● **Supplied records**:
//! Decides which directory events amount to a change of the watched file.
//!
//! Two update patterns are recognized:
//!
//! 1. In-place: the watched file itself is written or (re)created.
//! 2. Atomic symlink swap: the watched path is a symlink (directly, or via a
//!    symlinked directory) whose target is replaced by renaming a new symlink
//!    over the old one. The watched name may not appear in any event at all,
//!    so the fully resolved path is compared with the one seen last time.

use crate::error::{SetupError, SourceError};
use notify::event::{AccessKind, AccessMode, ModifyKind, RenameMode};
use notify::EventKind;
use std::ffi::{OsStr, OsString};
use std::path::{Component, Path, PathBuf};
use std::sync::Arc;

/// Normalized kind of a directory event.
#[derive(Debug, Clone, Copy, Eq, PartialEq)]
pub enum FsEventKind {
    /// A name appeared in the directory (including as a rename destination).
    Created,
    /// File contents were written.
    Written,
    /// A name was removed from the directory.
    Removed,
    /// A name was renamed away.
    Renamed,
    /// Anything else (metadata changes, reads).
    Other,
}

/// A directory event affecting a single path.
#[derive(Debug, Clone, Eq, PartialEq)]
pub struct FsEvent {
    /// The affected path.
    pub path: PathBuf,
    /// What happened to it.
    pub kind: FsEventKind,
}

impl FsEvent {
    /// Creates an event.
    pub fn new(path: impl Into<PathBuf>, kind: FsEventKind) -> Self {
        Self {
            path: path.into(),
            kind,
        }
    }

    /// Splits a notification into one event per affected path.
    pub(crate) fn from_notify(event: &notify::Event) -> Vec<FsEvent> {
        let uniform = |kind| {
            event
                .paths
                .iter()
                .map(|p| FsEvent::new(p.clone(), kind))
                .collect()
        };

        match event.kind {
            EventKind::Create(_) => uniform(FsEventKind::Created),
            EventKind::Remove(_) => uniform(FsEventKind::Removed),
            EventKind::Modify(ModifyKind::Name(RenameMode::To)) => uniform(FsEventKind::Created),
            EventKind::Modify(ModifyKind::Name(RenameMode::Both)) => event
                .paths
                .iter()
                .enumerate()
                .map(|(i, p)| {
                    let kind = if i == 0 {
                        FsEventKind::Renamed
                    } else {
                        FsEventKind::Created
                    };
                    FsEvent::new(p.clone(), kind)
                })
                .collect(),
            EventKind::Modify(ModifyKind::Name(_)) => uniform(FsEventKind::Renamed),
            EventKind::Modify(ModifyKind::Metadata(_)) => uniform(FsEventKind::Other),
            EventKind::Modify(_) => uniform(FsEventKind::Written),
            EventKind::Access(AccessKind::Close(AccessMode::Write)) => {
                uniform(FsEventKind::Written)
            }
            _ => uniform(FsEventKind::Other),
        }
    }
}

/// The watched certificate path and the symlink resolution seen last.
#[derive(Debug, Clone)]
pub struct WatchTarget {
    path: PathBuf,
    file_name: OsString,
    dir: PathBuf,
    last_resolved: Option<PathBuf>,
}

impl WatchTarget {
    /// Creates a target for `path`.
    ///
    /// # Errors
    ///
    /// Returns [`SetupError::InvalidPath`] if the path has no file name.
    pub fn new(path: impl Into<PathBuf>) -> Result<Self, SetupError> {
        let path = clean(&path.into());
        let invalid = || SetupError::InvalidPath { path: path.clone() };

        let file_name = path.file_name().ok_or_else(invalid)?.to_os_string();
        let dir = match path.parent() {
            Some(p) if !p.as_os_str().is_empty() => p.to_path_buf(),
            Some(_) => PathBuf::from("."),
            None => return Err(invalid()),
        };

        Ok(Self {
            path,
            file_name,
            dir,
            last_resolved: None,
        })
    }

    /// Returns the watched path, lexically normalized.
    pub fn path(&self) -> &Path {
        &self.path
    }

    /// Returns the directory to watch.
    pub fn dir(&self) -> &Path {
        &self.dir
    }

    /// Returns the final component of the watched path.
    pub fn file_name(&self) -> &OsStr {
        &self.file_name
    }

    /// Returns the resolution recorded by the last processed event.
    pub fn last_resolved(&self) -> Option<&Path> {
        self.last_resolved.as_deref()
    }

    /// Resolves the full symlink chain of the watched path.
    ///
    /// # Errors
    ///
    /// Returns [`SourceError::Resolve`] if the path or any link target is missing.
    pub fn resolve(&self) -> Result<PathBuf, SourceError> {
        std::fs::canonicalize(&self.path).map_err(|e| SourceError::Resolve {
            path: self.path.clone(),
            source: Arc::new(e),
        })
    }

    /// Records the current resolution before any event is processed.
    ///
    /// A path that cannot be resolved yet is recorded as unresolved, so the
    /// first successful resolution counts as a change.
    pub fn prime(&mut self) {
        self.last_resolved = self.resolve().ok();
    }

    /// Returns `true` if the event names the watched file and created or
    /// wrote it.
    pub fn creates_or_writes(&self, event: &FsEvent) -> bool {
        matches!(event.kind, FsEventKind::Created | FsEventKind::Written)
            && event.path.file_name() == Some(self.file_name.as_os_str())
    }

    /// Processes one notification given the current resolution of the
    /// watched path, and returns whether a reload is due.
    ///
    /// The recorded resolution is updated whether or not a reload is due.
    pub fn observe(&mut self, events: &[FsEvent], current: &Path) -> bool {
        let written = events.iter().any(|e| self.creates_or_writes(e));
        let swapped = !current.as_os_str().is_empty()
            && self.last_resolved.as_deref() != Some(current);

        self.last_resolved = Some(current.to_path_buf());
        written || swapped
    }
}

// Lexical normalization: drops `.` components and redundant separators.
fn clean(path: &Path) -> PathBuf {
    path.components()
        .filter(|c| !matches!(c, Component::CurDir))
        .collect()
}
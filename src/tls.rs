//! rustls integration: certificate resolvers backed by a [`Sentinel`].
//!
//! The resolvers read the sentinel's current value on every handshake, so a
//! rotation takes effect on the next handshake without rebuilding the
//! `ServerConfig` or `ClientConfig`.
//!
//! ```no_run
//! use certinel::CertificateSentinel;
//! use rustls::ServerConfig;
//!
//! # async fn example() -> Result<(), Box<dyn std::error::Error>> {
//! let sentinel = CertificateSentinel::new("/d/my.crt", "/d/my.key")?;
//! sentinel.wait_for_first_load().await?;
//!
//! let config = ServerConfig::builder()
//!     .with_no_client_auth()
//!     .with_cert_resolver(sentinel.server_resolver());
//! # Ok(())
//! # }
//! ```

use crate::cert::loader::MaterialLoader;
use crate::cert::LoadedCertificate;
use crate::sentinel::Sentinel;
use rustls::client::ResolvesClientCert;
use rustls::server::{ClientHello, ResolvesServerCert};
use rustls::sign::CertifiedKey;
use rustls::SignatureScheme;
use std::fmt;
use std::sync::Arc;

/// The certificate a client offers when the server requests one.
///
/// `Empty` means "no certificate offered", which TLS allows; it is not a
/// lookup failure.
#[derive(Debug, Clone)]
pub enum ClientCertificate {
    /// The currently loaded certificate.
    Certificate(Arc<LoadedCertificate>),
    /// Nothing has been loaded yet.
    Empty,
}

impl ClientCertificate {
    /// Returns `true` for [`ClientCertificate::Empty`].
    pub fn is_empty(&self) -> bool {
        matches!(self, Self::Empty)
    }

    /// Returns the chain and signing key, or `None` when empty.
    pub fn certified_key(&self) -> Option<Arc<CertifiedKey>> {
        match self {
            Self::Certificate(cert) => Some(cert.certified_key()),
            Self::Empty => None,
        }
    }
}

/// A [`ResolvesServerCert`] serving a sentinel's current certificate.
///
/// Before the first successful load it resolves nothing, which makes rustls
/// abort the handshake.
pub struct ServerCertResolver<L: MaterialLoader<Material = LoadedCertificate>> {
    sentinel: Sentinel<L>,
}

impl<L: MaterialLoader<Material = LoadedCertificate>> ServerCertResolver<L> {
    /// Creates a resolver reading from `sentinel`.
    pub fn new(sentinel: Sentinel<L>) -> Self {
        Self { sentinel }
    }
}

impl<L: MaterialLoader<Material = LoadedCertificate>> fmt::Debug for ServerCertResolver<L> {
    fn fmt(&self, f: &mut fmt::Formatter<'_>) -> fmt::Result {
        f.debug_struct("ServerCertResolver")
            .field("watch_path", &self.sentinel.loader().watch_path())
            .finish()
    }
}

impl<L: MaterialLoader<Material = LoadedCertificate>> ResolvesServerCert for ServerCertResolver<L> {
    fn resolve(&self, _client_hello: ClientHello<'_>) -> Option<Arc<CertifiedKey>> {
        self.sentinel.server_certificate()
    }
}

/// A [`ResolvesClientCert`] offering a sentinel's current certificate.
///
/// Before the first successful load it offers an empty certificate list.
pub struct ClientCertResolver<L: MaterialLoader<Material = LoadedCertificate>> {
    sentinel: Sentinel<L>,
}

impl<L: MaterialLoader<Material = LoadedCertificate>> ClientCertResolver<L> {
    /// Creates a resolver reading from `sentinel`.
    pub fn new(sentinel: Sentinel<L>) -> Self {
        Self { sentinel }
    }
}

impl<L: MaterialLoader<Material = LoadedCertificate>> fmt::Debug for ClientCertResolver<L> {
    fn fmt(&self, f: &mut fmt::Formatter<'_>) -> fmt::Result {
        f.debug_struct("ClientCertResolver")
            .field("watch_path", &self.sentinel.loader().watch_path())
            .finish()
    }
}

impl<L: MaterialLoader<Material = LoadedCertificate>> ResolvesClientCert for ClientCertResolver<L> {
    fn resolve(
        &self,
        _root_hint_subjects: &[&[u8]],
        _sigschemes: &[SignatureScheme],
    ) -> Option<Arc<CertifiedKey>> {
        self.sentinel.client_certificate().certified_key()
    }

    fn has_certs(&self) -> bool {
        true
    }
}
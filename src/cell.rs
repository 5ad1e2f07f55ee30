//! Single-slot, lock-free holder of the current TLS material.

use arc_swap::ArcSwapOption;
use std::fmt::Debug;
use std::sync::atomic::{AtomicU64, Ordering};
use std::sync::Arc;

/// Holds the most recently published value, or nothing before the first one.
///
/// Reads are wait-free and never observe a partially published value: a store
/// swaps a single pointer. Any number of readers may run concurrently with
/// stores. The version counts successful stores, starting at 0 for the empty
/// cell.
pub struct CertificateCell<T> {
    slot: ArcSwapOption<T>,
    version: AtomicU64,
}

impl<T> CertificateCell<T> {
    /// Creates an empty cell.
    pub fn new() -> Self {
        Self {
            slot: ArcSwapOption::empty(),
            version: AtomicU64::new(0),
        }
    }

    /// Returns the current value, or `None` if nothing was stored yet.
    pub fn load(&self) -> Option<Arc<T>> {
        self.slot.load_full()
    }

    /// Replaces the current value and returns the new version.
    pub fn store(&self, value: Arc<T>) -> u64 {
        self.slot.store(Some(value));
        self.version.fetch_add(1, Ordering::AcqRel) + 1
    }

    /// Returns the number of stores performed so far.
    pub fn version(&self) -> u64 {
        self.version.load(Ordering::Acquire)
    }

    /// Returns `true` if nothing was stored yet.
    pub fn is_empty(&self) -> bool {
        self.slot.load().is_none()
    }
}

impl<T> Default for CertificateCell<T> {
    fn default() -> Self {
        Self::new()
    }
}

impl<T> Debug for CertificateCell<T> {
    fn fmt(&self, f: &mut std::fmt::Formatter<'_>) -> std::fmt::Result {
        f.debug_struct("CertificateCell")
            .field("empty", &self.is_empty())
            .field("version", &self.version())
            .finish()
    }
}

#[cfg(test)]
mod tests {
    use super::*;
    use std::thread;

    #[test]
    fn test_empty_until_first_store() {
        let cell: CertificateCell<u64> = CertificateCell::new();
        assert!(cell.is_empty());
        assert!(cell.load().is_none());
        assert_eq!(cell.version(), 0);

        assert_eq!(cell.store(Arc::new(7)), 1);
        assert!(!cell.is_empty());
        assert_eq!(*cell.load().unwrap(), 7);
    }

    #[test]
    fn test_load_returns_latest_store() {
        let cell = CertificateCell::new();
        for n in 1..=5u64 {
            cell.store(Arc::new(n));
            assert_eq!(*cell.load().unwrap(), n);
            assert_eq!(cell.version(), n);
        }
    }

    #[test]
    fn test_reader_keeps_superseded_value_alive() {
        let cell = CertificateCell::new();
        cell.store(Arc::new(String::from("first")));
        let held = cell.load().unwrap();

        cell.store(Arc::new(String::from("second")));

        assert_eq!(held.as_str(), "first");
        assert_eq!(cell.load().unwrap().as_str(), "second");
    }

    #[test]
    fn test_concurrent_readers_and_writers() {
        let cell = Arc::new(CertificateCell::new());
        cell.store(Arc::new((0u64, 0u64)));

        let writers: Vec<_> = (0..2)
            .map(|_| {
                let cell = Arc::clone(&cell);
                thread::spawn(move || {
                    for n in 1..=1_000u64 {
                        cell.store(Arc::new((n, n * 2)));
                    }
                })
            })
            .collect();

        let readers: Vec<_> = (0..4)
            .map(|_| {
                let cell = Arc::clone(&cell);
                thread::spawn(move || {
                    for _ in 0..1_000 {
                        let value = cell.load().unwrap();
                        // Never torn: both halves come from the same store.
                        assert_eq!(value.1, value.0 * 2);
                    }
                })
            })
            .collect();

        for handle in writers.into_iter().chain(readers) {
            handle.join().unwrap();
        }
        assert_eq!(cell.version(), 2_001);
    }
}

● **Your instructions**:
Search the entries for the string "recorded" and collect each line that has it.

● **Result below**:
    /// Returns the resolution recorded by the last processed event.
    /// A path that cannot be resolved yet is recorded as unresolved, so the
    /// The recorded resolution is updated whether or not a reload is due.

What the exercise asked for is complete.